Instructions for the task
When the string "NoticeLevel" is part of a line below, that line should be copied.

====== Records provided ======

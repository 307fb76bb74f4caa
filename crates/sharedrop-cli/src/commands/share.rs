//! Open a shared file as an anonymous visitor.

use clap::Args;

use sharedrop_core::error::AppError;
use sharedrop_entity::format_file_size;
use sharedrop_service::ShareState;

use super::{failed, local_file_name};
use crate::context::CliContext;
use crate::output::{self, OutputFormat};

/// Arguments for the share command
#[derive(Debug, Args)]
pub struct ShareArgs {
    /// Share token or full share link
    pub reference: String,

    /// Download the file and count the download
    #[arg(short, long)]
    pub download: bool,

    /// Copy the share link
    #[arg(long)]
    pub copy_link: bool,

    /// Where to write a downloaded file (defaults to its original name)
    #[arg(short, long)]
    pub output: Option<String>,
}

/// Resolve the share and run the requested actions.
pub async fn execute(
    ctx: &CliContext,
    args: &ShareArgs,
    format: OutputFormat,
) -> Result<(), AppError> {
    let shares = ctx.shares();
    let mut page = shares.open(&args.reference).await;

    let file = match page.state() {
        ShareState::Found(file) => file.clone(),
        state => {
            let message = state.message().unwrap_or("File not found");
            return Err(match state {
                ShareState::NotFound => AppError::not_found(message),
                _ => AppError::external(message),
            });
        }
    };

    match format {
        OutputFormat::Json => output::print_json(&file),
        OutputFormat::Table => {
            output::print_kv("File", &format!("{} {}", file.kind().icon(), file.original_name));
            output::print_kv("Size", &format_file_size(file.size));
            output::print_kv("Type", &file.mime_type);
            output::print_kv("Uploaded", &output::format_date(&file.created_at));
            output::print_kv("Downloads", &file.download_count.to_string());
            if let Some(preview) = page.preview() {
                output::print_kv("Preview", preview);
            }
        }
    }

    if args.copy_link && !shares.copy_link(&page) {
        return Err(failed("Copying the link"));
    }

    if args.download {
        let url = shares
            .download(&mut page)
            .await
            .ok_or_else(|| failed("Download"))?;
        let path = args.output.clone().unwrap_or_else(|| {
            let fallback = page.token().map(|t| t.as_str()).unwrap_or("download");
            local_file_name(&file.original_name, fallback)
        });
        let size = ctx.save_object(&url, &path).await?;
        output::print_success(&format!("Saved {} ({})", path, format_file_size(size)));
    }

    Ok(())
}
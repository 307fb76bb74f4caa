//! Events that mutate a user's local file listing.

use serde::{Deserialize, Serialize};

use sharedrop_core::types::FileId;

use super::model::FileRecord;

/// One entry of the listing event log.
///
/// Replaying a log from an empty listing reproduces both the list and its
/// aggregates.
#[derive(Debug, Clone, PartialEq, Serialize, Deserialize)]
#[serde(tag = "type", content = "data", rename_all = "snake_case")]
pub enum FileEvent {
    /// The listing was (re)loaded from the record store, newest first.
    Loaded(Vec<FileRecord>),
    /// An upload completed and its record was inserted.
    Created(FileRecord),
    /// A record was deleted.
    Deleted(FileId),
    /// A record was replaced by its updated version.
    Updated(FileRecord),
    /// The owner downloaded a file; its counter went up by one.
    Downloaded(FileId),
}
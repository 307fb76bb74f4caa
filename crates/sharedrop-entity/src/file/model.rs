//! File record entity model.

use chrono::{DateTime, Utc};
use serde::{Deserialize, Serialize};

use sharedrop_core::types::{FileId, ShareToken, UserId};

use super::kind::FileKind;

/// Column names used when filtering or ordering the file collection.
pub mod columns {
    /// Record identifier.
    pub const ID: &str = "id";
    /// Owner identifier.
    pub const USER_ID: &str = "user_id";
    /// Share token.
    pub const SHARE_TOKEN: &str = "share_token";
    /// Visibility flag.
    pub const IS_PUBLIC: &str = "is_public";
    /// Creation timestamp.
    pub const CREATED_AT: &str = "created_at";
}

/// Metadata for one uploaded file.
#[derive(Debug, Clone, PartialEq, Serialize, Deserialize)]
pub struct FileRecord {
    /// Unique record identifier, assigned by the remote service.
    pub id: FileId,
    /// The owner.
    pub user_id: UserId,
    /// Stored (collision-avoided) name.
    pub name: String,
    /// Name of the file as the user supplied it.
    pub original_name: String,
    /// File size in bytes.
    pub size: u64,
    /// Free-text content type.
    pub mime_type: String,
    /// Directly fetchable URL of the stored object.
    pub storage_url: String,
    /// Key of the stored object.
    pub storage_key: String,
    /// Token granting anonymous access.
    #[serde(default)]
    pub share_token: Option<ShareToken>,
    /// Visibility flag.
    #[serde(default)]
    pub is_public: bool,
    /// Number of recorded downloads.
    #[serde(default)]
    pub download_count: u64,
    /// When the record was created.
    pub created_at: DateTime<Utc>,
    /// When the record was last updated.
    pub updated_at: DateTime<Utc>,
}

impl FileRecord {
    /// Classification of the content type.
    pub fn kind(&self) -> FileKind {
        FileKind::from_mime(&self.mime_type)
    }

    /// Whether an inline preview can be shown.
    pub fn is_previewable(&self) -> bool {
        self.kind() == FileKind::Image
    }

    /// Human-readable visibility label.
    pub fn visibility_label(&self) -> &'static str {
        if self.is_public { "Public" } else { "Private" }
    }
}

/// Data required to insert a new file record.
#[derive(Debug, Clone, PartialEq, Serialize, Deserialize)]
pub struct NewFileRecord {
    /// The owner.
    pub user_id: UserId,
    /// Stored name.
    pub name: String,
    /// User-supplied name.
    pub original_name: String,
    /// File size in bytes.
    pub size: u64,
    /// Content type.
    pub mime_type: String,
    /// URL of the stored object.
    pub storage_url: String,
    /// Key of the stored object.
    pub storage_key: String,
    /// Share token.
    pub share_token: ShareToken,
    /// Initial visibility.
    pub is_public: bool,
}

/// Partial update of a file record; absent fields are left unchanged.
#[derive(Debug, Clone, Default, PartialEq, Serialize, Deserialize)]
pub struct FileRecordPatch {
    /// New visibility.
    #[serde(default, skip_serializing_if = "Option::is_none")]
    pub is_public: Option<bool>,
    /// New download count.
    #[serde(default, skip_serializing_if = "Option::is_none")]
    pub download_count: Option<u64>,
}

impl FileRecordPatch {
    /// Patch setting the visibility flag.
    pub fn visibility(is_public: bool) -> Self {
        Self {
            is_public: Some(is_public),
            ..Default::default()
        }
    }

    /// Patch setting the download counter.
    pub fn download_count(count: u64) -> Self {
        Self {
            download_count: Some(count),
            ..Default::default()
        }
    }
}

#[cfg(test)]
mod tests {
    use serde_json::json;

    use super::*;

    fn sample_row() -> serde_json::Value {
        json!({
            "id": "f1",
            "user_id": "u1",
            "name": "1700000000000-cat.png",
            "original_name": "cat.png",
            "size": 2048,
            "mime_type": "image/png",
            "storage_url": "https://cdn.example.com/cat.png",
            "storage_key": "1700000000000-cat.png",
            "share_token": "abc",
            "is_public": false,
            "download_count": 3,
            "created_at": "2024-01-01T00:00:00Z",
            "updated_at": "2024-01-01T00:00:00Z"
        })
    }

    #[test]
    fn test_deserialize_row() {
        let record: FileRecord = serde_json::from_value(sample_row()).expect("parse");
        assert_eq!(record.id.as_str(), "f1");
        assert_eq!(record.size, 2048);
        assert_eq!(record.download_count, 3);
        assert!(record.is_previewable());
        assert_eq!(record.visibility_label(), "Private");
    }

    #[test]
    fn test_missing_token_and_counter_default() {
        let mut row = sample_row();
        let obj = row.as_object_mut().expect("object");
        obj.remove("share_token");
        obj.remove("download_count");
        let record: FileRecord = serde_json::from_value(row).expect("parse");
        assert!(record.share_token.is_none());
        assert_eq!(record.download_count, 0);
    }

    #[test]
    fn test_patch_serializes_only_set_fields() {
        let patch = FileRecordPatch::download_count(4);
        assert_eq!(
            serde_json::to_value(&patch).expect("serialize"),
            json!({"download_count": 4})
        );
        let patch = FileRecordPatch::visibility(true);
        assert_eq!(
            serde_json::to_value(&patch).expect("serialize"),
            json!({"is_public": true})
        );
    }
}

======
====== Records provided ======

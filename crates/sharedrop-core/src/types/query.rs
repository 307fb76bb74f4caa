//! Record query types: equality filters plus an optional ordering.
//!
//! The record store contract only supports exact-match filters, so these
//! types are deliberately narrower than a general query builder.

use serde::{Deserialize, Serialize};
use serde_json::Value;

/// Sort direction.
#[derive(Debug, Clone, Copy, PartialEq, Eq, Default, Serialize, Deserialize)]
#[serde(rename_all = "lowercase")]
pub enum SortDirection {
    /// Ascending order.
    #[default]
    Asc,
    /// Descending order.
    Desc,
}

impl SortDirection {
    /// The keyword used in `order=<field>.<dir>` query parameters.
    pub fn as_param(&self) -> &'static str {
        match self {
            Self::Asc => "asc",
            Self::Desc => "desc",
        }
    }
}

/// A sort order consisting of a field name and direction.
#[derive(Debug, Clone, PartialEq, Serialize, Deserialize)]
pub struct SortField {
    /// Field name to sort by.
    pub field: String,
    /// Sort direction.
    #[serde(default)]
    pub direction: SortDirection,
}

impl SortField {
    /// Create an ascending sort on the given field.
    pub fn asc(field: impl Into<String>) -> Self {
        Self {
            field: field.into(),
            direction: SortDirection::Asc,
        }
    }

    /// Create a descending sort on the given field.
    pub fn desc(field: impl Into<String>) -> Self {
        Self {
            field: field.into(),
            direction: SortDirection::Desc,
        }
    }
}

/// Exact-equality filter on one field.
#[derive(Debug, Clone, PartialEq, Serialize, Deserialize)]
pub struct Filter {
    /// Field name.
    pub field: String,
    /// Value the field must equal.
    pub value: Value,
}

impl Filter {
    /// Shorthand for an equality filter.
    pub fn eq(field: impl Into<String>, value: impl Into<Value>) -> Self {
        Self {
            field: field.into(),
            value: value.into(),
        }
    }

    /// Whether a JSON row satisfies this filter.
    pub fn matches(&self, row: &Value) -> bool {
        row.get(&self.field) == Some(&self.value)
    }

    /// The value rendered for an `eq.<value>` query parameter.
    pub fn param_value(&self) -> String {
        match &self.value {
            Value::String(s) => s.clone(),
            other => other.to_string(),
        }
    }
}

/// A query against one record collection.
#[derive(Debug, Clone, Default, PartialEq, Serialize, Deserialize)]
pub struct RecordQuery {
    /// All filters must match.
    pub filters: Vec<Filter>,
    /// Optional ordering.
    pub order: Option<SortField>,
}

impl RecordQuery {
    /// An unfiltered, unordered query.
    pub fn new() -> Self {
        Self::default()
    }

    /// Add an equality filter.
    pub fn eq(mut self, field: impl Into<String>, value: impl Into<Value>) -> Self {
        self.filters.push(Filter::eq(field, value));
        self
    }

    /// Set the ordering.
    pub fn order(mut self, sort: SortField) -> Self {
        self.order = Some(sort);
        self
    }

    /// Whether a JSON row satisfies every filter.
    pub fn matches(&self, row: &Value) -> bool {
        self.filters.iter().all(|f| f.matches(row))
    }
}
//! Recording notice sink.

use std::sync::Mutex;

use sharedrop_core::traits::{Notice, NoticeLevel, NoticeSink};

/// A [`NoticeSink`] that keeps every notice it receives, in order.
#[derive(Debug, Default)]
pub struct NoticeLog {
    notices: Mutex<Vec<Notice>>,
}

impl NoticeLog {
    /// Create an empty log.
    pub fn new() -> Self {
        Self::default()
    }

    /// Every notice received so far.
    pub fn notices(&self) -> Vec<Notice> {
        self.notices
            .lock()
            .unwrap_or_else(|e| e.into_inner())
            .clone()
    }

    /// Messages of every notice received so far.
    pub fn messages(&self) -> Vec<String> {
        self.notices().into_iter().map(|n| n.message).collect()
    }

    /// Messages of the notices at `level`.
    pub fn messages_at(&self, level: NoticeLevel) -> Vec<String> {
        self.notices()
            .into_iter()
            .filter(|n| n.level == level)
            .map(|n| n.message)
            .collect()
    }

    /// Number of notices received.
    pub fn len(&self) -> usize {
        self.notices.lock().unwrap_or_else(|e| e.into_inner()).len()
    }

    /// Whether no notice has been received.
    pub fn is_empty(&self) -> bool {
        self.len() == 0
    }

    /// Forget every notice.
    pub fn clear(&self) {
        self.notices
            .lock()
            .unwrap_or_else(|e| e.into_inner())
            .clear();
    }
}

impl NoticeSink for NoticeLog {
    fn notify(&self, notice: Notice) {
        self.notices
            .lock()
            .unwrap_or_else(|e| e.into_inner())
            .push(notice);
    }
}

======
====== Records provided ======

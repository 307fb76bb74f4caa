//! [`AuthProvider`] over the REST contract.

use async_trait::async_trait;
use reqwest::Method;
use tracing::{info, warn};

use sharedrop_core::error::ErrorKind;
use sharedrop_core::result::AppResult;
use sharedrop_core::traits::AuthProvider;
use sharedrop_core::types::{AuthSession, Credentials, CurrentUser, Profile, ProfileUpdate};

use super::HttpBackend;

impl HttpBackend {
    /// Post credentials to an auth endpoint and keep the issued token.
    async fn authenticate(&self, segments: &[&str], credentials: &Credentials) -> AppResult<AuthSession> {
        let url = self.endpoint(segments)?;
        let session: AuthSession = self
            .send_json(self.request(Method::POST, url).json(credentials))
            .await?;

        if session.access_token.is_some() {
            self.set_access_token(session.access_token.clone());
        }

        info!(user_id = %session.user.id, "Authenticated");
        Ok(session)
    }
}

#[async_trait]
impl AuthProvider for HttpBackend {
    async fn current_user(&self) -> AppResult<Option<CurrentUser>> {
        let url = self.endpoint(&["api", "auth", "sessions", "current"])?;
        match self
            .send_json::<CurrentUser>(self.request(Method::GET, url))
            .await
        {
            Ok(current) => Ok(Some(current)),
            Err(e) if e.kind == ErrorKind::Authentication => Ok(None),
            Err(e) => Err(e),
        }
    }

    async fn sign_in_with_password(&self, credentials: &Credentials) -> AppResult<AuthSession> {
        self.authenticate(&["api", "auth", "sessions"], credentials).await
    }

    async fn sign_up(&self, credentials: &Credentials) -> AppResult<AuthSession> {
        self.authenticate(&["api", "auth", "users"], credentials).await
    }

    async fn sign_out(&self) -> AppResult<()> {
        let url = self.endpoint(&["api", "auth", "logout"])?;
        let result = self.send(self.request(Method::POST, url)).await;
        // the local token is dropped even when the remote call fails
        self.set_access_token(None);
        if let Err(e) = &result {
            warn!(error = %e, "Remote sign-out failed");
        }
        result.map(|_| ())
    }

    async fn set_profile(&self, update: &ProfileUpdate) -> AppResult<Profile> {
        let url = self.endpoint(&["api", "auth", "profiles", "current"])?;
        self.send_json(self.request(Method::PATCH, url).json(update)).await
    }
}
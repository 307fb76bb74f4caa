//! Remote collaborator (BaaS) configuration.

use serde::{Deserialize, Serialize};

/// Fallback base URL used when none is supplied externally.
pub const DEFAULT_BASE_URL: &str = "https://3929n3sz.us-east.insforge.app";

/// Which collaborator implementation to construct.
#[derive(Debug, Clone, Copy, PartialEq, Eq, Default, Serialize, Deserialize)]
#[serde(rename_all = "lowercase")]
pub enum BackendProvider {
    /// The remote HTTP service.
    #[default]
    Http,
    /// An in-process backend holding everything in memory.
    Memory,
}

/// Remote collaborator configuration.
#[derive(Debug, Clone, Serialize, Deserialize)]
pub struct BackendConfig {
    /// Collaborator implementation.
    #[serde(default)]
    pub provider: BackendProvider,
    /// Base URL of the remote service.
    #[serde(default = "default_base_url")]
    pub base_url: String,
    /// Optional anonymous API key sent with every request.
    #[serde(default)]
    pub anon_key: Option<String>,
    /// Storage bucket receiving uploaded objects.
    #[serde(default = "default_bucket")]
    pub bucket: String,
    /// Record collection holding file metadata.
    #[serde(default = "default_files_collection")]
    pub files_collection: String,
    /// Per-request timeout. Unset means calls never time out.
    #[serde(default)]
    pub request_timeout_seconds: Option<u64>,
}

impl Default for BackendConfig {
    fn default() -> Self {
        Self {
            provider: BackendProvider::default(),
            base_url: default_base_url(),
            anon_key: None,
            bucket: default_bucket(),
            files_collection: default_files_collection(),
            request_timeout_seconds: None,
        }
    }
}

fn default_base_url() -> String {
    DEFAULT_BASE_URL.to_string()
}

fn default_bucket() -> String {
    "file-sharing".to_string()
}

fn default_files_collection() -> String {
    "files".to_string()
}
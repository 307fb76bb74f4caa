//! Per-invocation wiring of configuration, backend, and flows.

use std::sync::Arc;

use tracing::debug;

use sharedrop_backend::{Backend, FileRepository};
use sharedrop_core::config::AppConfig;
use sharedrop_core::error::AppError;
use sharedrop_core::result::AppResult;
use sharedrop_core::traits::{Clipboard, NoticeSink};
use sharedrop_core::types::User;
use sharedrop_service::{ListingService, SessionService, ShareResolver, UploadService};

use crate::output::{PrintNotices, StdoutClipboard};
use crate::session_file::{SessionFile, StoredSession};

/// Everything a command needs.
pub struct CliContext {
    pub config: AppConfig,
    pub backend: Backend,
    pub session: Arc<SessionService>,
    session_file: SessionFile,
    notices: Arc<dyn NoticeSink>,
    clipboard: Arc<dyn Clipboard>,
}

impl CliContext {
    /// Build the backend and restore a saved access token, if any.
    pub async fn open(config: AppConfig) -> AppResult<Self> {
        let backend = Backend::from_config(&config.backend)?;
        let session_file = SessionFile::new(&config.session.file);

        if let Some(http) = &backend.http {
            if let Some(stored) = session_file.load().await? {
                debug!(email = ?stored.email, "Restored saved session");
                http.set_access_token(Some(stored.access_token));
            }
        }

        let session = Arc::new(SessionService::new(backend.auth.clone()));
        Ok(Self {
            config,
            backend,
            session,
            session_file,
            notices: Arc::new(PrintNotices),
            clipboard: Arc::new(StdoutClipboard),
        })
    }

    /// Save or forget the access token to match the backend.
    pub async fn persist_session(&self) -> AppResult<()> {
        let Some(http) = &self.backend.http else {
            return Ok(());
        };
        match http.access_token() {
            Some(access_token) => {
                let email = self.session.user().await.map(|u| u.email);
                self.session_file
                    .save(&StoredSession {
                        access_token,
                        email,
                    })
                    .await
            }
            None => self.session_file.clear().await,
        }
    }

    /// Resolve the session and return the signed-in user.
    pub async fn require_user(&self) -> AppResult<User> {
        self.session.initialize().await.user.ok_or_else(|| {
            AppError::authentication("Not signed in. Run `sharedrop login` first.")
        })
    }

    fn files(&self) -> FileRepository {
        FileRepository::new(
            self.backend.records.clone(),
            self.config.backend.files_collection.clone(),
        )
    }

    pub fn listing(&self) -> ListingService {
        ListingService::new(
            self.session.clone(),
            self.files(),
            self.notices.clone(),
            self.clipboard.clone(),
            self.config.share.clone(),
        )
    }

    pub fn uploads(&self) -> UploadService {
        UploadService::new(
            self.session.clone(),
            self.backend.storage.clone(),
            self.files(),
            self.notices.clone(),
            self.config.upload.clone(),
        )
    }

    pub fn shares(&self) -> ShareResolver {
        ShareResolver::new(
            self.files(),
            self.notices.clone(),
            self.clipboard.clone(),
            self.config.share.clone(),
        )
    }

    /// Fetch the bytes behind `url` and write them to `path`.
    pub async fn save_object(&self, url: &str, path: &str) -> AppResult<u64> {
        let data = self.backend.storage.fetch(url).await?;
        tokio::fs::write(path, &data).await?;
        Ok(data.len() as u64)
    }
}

======

The answer
use sharedrop_core::traits::{Notice, NoticeLevel, NoticeSink};
    pub fn messages_at(&self, level: NoticeLevel) -> Vec<String> {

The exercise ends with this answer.